Little Zack, his hands still bound in front of him, crawls over to his mother and puts his head on her knees, desperate for protection and reassurance. Nancy’s wrists are still tied viciously tight behind her back, but her real pain comes from being unable to comfort or touch her son. She bends her body over the top of him and rubs her face against his back, like an animal nuzzling her injured young.
Spider clicks his laptop off standby. It hums into life and instantly locks in on the hotel’s wi-fihot spot, located almost directly above his head. He glides through Webmail and logs on to his own intranet system.

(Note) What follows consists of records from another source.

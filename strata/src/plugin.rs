// SPDX-FileCopyrightText: Copyright © 2024-2026 Strata Developers
//
// SPDX-License-Identifier: MPL-2.0

/// A build plugin as seen by the step executor.
///
/// Plugins resolve a part's build system into ordered lists of shell
/// commands; registration and per-plugin behavior live outside this crate.
pub trait Plugin {
    /// Commands executed by the pull step, after source acquisition.
    fn pull_commands(&self) -> Vec<String> {
        vec![]
    }

    /// Commands executed by the build step.
    fn build_commands(&self) -> Vec<String>;
}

As the computer monitor fills with an overhead camera shot of Lu Zagalsky’s body, he sees her face and shivers with anticipation. Not long now. Soon all that waiting will be deliciously rewarded. A tingle spreads from his neck, down the sweat forming on his spine.
He pulls Zack’s young body away from his helpless mother, his eyes hardly ever leaving the image on the screen.
Spider senses death in the air.
Multiple death.
84
Marine Park, Brooklyn, New York
898989
The numberplate is the same as the code that BRK had given to Daher to access the video footage. Jack pumps his memory. What does it remind him of?
HA! HA! HA!
That’s what it reminds him of. H is the eighth letter of the alphabet, but the ninth is not A. And then Jack has it.
Hi, Hi, Hi.
BRK was saying hello. Another of his fucking sick jokes.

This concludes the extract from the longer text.